Goal of the exercise
Restate word for word every line from the top of the data below down through the line that holds "use super::pagination::LimitHandler;".

__________

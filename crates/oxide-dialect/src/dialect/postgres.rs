//! PostgreSQL.

use super::exception::{ErrorCode, ErrorCodeTable, ErrorKind};
use super::identifier::{CaseStrategy, IdentifierCasing};
use super::lock::LockSyntax;
use super::pagination::LimitHandler;
use super::sequence::{IdentityColumnSupport, SequenceSupport};
use super::{Features, Profile, ResolvedSettings, DEFAULT_MAX_LOB_PREFETCH_SIZE};
use crate::codec::{CodecKind, CodecRegistry, TypeCodec};
use crate::column_types::{ColumnTypeEntry, ColumnTypeRegistry};
use crate::types::TypeCode;

const COLUMN_TYPES: &[ColumnTypeEntry] = &[
    ColumnTypeEntry::unbounded(TypeCode::TinyInt, "smallint"),
    ColumnTypeEntry::unbounded(TypeCode::Float, "float8"),
    ColumnTypeEntry::unbounded(TypeCode::Double, "float8"),
    ColumnTypeEntry::unbounded(TypeCode::Real, "float4"),
    ColumnTypeEntry::unbounded(TypeCode::LongVarchar, "text"),
    ColumnTypeEntry::unbounded(TypeCode::Clob, "text"),
    ColumnTypeEntry::unbounded(TypeCode::NChar, "char($l)"),
    ColumnTypeEntry::unbounded(TypeCode::NVarchar, "varchar($l)"),
    ColumnTypeEntry::unbounded(TypeCode::LongNVarchar, "text"),
    ColumnTypeEntry::unbounded(TypeCode::NClob, "text"),
    ColumnTypeEntry::unbounded(TypeCode::Binary, "bytea"),
    ColumnTypeEntry::unbounded(TypeCode::Varbinary, "bytea"),
    ColumnTypeEntry::unbounded(TypeCode::LongVarbinary, "bytea"),
    ColumnTypeEntry::unbounded(TypeCode::Blob, "bytea"),
];

const KEYWORDS: &[&str] = &[
    "analyse", "analyze", "asc", "cast", "collate", "column", "concurrently", "constraint",
    "create", "current_catalog", "current_role", "deferrable", "desc", "do", "fetch", "freeze",
    "grant", "ilike", "initially", "isnull", "lateral", "limit", "localtime", "localtimestamp",
    "notnull", "offset", "only", "placing", "primary", "references", "returning", "similar",
    "symmetric", "table", "user", "variadic", "verbose", "window",
];

const ERROR_CODES: ErrorCodeTable = &[
    // lock_not_available, raised by nowait and lock_timeout
    (ErrorCode::SqlState("55P03"), ErrorKind::LockTimeout),
    (ErrorCode::SqlState("40P01"), ErrorKind::LockAcquisition),
    (ErrorCode::SqlState("40001"), ErrorKind::LockAcquisition),
    (ErrorCode::SqlStateClass("42"), ErrorKind::SqlGrammar),
    (ErrorCode::SqlStateClass("23"), ErrorKind::ConstraintViolation),
];

const CONSTRAINT_PATTERNS: &[&str] = &[
    r#"violates (?:unique|foreign key|check|not-null|exclusion) constraint "([^"]+)""#,
    r#"constraint "([^"]+)""#,
];

pub(super) const POSTGRESQL: Profile = Profile {
    name: "postgresql",
    column_types: COLUMN_TYPES,
    keywords: KEYWORDS,
    casing: IdentifierCasing {
        unquoted: CaseStrategy::Lower,
        quoted: CaseStrategy::Mixed,
    },
    lock: LockSyntax {
        for_update: "for update",
        for_share: Some("for share"),
        of_aliases: true,
        nowait: Some(" nowait"),
        skip_locked: Some(" skip locked"),
        wait: None,
    },
    error_codes: ERROR_CODES,
    constraint_patterns: CONSTRAINT_PATTERNS,
    sequences: SequenceSupport::new(
        Some("select * from information_schema.sequences"),
        "nextval('{seq}')",
        "select nextval('{seq}')",
        "create sequence {seq}",
        "drop sequence if exists {seq}",
    ),
    identity: IdentityColumnSupport::new(
        "generated by default as identity",
        "select currval(pg_get_serial_sequence('{table}','{column}'))",
        true,
    ),
    limit: LimitHandler::LimitOffset,
    features: Features {
        from_dual: None,
        current_timestamp_select: "select now()",
        current_schema_command: Some("select current_schema()"),
        select_guid: Some("select gen_random_uuid()"),
        supports_query_hints: false,
        supports_inline_comments: false,
        add_column: "add column",
        add_column_suffix: "",
        cascade_constraints: " cascade",
        max_alias_length: 63,
        default_decimal_precision: 1000,
        supports_select_without_from: true,
        supports_row_value_constructor_in_list: true,
        supports_window_functions: true,
        supports_no_columns_insert: true,
        quote_type_table: false,
    },
    default_properties: &[],
    probe_query: None,
    defaults: ResolvedSettings {
        max_lob_prefetch_size: DEFAULT_MAX_LOB_PREFETCH_SIZE,
        use_legacy_boolean_type: false,
        use_unicode_string_types: false,
        treat_double_typed_fields_as_decimal: false,
        in_expression_count_limit: 0,
    },
    supports_ascii_string_types: false,
    configure,
};

fn configure(_: &ResolvedSettings, _: &mut ColumnTypeRegistry, codecs: &mut CodecRegistry) {
    // bytea and text columns travel as plain values, not LOB locators
    codecs.register(TypeCodec::new(TypeCode::Blob, "bytea", false, CodecKind::Varbinary));
    codecs.register(TypeCodec::new(TypeCode::Clob, "text", false, CodecKind::Varchar));
    codecs.register(TypeCodec::new(TypeCode::NClob, "text", false, CodecKind::Varchar));
}
//! Type code to DDL column type registry.
//!
//! Registrations are declarative [`ColumnTypeEntry`] tables. An entry either
//! acts as the default template for a type code, or is bounded by a
//! capacity: the smallest registered capacity that fits the requested length
//! wins, and the default template is used beyond every capacity.
//!
//! Templates may reference `$l` (length), `$p` (precision) and `$s` (scale).

use std::collections::{BTreeMap, HashMap};

use crate::error::{DialectError, Result};
use crate::types::TypeCode;

/// Length used when the caller does not supply one.
pub const DEFAULT_LENGTH: u32 = 255;
/// Precision used when the caller does not supply one.
pub const DEFAULT_PRECISION: u32 = 19;
/// Scale used when the caller does not supply one.
pub const DEFAULT_SCALE: u32 = 2;

/// One row of a column type table.
#[derive(Debug, Clone, Copy, PartialEq, Eq)]
pub struct ColumnTypeEntry {
    pub code: TypeCode,
    pub capacity: Option<u32>,
    pub template: &'static str,
}

impl ColumnTypeEntry {
    /// Default template for `code`.
    #[must_use]
    pub const fn unbounded(code: TypeCode, template: &'static str) -> Self {
        Self {
            code,
            capacity: None,
            template,
        }
    }

    /// Template for lengths up to and including `capacity`.
    #[must_use]
    pub const fn bounded(code: TypeCode, capacity: u32, template: &'static str) -> Self {
        Self {
            code,
            capacity: Some(capacity),
            template,
        }
    }
}

/// Column type templates registered for the ANSI baseline.
///
/// Product tables are layered on top and override individual codes.
pub const STANDARD_COLUMN_TYPES: &[ColumnTypeEntry] = &[
    ColumnTypeEntry::unbounded(TypeCode::Bit, "bit"),
    ColumnTypeEntry::unbounded(TypeCode::Boolean, "boolean"),
    ColumnTypeEntry::unbounded(TypeCode::TinyInt, "tinyint"),
    ColumnTypeEntry::unbounded(TypeCode::SmallInt, "smallint"),
    ColumnTypeEntry::unbounded(TypeCode::Integer, "integer"),
    ColumnTypeEntry::unbounded(TypeCode::BigInt, "bigint"),
    ColumnTypeEntry::unbounded(TypeCode::Float, "float($p)"),
    ColumnTypeEntry::unbounded(TypeCode::Real, "real"),
    ColumnTypeEntry::unbounded(TypeCode::Double, "double precision"),
    ColumnTypeEntry::unbounded(TypeCode::Numeric, "numeric($p,$s)"),
    ColumnTypeEntry::unbounded(TypeCode::Decimal, "decimal($p,$s)"),
    ColumnTypeEntry::unbounded(TypeCode::Char, "char($l)"),
    ColumnTypeEntry::unbounded(TypeCode::Varchar, "varchar($l)"),
    ColumnTypeEntry::unbounded(TypeCode::LongVarchar, "varchar($l)"),
    ColumnTypeEntry::unbounded(TypeCode::Clob, "clob"),
    ColumnTypeEntry::unbounded(TypeCode::NChar, "nchar($l)"),
    ColumnTypeEntry::unbounded(TypeCode::NVarchar, "nvarchar($l)"),
    ColumnTypeEntry::unbounded(TypeCode::LongNVarchar, "nvarchar($l)"),
    ColumnTypeEntry::unbounded(TypeCode::NClob, "nclob"),
    ColumnTypeEntry::unbounded(TypeCode::Date, "date"),
    ColumnTypeEntry::unbounded(TypeCode::Time, "time"),
    ColumnTypeEntry::unbounded(TypeCode::Timestamp, "timestamp"),
    ColumnTypeEntry::unbounded(TypeCode::TimestampWithTimezone, "timestamp with time zone"),
    ColumnTypeEntry::unbounded(TypeCode::Binary, "binary($l)"),
    ColumnTypeEntry::unbounded(TypeCode::Varbinary, "varbinary($l)"),
    ColumnTypeEntry::unbounded(TypeCode::LongVarbinary, "varbinary($l)"),
    ColumnTypeEntry::unbounded(TypeCode::Blob, "blob"),
];

/// Resolved registry of column type templates.
#[derive(Debug, Clone, Default, PartialEq, Eq)]
pub struct ColumnTypeRegistry {
    defaults: HashMap<TypeCode, String>,
    bounded: HashMap<TypeCode, BTreeMap<u32, String>>,
}

impl ColumnTypeRegistry {
    #[must_use]
    pub fn new() -> Self {
        Self::default()
    }

    /// Builds a registry from tables applied in order; later tables win.
    #[must_use]
    pub fn from_tables(tables: &[&[ColumnTypeEntry]]) -> Self {
        let mut registry = Self::new();
        for table in tables {
            for entry in *table {
                registry.register(*entry);
            }
        }
        registry
    }

    /// Registers one entry, replacing any previous entry for the same slot.
    pub fn register(&mut self, entry: ColumnTypeEntry) {
        self.register_template(entry.code, entry.capacity, entry.template);
    }

    /// Registers a template that need not be `'static`.
    pub fn register_template(&mut self, code: TypeCode, capacity: Option<u32>, template: &str) {
        match capacity {
            Some(cap) => {
                self.bounded
                    .entry(code)
                    .or_default()
                    .insert(cap, template.to_string());
            }
            None => {
                self.defaults.insert(code, template.to_string());
            }
        }
    }

    /// Returns the DDL column type for `code`.
    ///
    /// Missing length, precision and scale fall back to [`DEFAULT_LENGTH`],
    /// [`DEFAULT_PRECISION`] and [`DEFAULT_SCALE`].
    ///
    /// # Errors
    ///
    /// Returns [`DialectError::NoColumnType`] when nothing is registered for
    /// the code, or when the length exceeds every capacity and no default
    /// template exists.
    pub fn get(
        &self,
        code: TypeCode,
        length: Option<u32>,
        precision: Option<u32>,
        scale: Option<u32>,
    ) -> Result<String> {
        let length = length.unwrap_or(DEFAULT_LENGTH);
        let precision = precision.unwrap_or(DEFAULT_PRECISION);
        let scale = scale.unwrap_or(DEFAULT_SCALE);

        let bounded = self
            .bounded
            .get(&code)
            .and_then(|by_capacity| by_capacity.range(length..).next())
            .map(|(_, template)| template);

        bounded
            .or_else(|| self.defaults.get(&code))
            .map(|template| substitute(template, length, precision, scale))
            .ok_or(DialectError::NoColumnType { code, length })
    }

    /// Returns the raw default template for `code`, without substitution.
    #[must_use]
    pub fn default_template(&self, code: TypeCode) -> Option<&str> {
        self.defaults.get(&code).map(String::as_str)
    }

    /// Returns true when any template is registered for `code`.
    #[must_use]
    pub fn contains(&self, code: TypeCode) -> bool {
        self.defaults.contains_key(&code) || self.bounded.contains_key(&code)
    }
}

fn substitute(template: &str, length: u32, precision: u32, scale: u32) -> String {
    template
        .replace("$l", &length.to_string())
        .replace("$p", &precision.to_string())
        .replace("$s", &scale.to_string())
}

__________

Response for this exercise
filename crates/oxide-dialect/src/dialect/postgres.rs
//! PostgreSQL.

use super::exception::{ErrorCode, ErrorCodeTable, ErrorKind};
use super::identifier::{CaseStrategy, IdentifierCasing};
use super::lock::LockSyntax;
use super::pagination::LimitHandler;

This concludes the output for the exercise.